Alrighty. So I feel sad today. I've felt sad for several days. I'm struggling with getting up in the mornings and quite frankly with DOING anything at all. Sometimes I feel like I'm not ready to be a mom. Wouldn't it just be easier if I wasn't pregnant? Then I just feel like a bad person, and I feel even worse for even thinking that.
I keep having nightmares (and daymares) that there is something horrifically wrong with the baby. I can't sleep. Most days I don't even feel pregnant. I'm not showing yet, so then I wonder if the baby is growing like it is supposed to be.

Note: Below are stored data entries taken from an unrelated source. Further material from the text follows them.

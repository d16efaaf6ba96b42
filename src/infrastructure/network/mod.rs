pub mod client;
pub mod http;

// Re-export for convenience
pub use client::DiningClient;
use crate::domain::error::MenuError;
use serde::{Deserialize, Serialize};
use std::fs;
use std::path::{Path, PathBuf};
use std::time::Duration;

#[derive(Debug, Serialize, Deserialize, Clone)]
pub struct Config {
    #[serde(default = "default_theme")]
    pub theme: String,
    pub http_proxy: Option<String>,
    #[serde(default)]
    pub logging: Logging,
    #[serde(default)]
    pub upstream: UpstreamConfig,
    #[serde(default)]
    pub cache: CacheConfig,
    #[serde(default)]
    pub server: ServerConfig,
}

#[derive(Debug, Serialize, Deserialize, Clone)]
pub struct Logging {
    #[serde(default = "default_enable")]
    pub enable: bool,
    pub path: Option<String>,
    #[serde(default = "default_log_level")]
    pub level: String,
}

#[derive(Debug, Serialize, Deserialize, Clone)]
pub struct UpstreamConfig {
    #[serde(default = "default_menu_url")]
    pub menu_url: String,
    #[serde(default = "default_nutrition_url")]
    pub nutrition_url: String,
    #[serde(default = "default_user_agent")]
    pub user_agent: String,
    #[serde(default = "default_timeout_secs")]
    pub timeout_secs: u64,
}

#[derive(Debug, Serialize, Deserialize, Clone)]
pub struct CacheConfig {
    #[serde(default = "default_ttl_secs")]
    pub ttl_secs: u64,
    #[serde(default)]
    pub serve_stale_on_error: bool,
}

#[derive(Debug, Serialize, Deserialize, Clone)]
pub struct ServerConfig {
    #[serde(default = "default_bind")]
    pub bind: String,
}

impl Default for Logging {
    fn default() -> Self {
        Self {
            enable: true,
            path: None,
            level: default_log_level(),
        }
    }
}

impl Default for UpstreamConfig {
    fn default() -> Self {
        Self {
            menu_url: default_menu_url(),
            nutrition_url: default_nutrition_url(),
            user_agent: default_user_agent(),
            timeout_secs: default_timeout_secs(),
        }
    }
}

impl UpstreamConfig {
    pub fn timeout(&self) -> Duration {
        Duration::from_secs(self.timeout_secs)
    }
}

impl Default for CacheConfig {
    fn default() -> Self {
        Self {
            ttl_secs: default_ttl_secs(),
            serve_stale_on_error: false,
        }
    }
}

impl CacheConfig {
    pub fn ttl(&self) -> Duration {
        Duration::from_secs(self.ttl_secs)
    }
}

impl Default for ServerConfig {
    fn default() -> Self {
        Self {
            bind: default_bind(),
        }
    }
}

impl Default for Config {
    fn default() -> Self {
        Self {
            theme: default_theme(),
            http_proxy: None,
            logging: Logging::default(),
            upstream: UpstreamConfig::default(),
            cache: CacheConfig::default(),
            server: ServerConfig::default(),
        }
    }
}

// Defaults
fn default_theme() -> String {
    "temp".to_string()
}
fn default_enable() -> bool {
    true
}
fn default_log_level() -> String {
    "WARN".to_string()
}
fn default_menu_url() -> String {
    "https://dining.berkeley.edu/menus/".to_string()
}
fn default_nutrition_url() -> String {
    "https://dining.berkeley.edu/wp-admin/admin-ajax.php".to_string()
}
fn default_user_agent() -> String {
    // The AJAX endpoint refuses obviously non-browser agents
    "Mozilla/5.0 (Macintosh; Intel Mac OS X 10_15_7) AppleWebKit/537.36 (KHTML, like Gecko) Chrome/143.0.0.0 Safari/537.36".to_string()
}
fn default_timeout_secs() -> u64 {
    30
}
fn default_ttl_secs() -> u64 {
    60 * 60
}
fn default_bind() -> String {
    "127.0.0.1:5000".to_string()
}

pub fn get_config_path() -> Option<PathBuf> {
    dirs::config_dir().map(|p| p.join("dining-menu").join("config.toml"))
}

/// Load config from the default location, falling back to defaults
pub fn load_config() -> Result<Config, MenuError> {
    if let Some(path) = get_config_path() {
        if path.exists() {
            let content = fs::read_to_string(&path)?;
            match toml::from_str::<Config>(&content) {
                Ok(config) => return Ok(config),
                Err(e) => {
                    eprintln!(
                        "Warning: Failed to parse config file: {}. Using defaults.",
                        e
                    );
                }
            }
        }
    }

    Ok(Config::default())
}

/// Load config from an explicit path; a missing or broken file is an error
pub fn load_config_from(path: &Path) -> Result<Config, MenuError> {
    let content = fs::read_to_string(path)?;
    Ok(toml::from_str::<Config>(&content)?)
}

pub fn generate_config_sample(path: Option<&Path>) -> Result<PathBuf, MenuError> {
    let path = match path {
        Some(p) => p.to_path_buf(),
        None => get_config_path()
            .ok_or_else(|| MenuError::Config("Cannot determine config directory".to_string()))?,
    };

    if path.exists() {
        return Err(MenuError::Config(format!(
            "Config file already exists at: {}",
            path.display()
        )));
    }

    if let Some(parent) = path.parent() {
        fs::create_dir_all(parent)?;
    }

    let toml_content = toml::to_string_pretty(&Config::default())
        .map_err(|e| MenuError::Config(format!("Failed to serialize config: {}", e)))?;
    fs::write(&path, toml_content)
        .map_err(|e| MenuError::Config(format!("Failed to write config file: {}", e)))?;

    Ok(path)
}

A few weeks ago I was following a pregnancy board and I though how absurd it was that all of these women were buying dopplers so that they could hear the baby's heart beat whenever they wanted too. I felt so sure that everything was fine and everything would continue to be fine. I don't know what changed! Now I cannot wait until my appointment next week. I'm so afraid that I will go for my next ultrasound and find that the baby has stopped growing.

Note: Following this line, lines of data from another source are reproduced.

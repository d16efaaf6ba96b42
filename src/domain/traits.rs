use crate::domain::error::MenuError;
use crate::domain::model::{ItemTokens, MenuStore, NutritionFacts, SessionCookies};
use async_trait::async_trait;

/// Trait for the upstream dining site
///
/// Implementations only move raw markup; they never interpret it.
/// The cache is written against this trait so tests and alternative
/// sites can be plugged in.
#[async_trait]
pub trait MenuSource: Send + Sync {
    /// Fetch the full menu page
    async fn fetch_menu_page(&self) -> Result<String, MenuError>;

    /// Perform the handshake request and return its cookies
    async fn establish_session(&self) -> Result<SessionCookies, MenuError>;

    /// Fetch the nutrition fragment for one item
    ///
    /// A non-success status is reported as `MenuError::UpstreamRejected`.
    async fn fetch_nutrition_fragment(
        &self,
        tokens: &ItemTokens,
        cookies: &SessionCookies,
    ) -> Result<String, MenuError>;
}

/// Trait for turning upstream markup into menu data
///
/// Parsing is tolerant: malformed sections are dropped, never fatal.
pub trait MenuParser: Send + Sync {
    /// Parse the menu page into a fresh store
    fn parse_menu_document(&self, html: &str) -> MenuStore;

    /// Parse a nutrition fragment into flat facts
    fn parse_nutrition_fragment(&self, html: &str) -> NutritionFacts;
}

I've been trying not to break down every five minutes because all I really feel like doing is crying. In fact I did have a total break down this weekend. Lucky for me I have the best husband who knows how to deal with me when I'm a complete wreck. He's pretty good at telling me everything is going to be okay, and letting me cry it out.
I hate to say that I'm feeling antagonistic towards the baby, because that's not the right word. I don't feel anything. I haven't felt it move yet. I just feel sick and tired and afraid. I know my hormones are completely on overdrive right now, and I noticed it was a full moon this weekend, which never helps my optimism, but I wish I would start feeling better already! I am so sad. I'm tired of feeling sad. People always talk about how pregnancy is such a miracle, and how everything is worth it, and it should be the happiest time of your life! They fail to mention the part where you wonder if you can do it at all.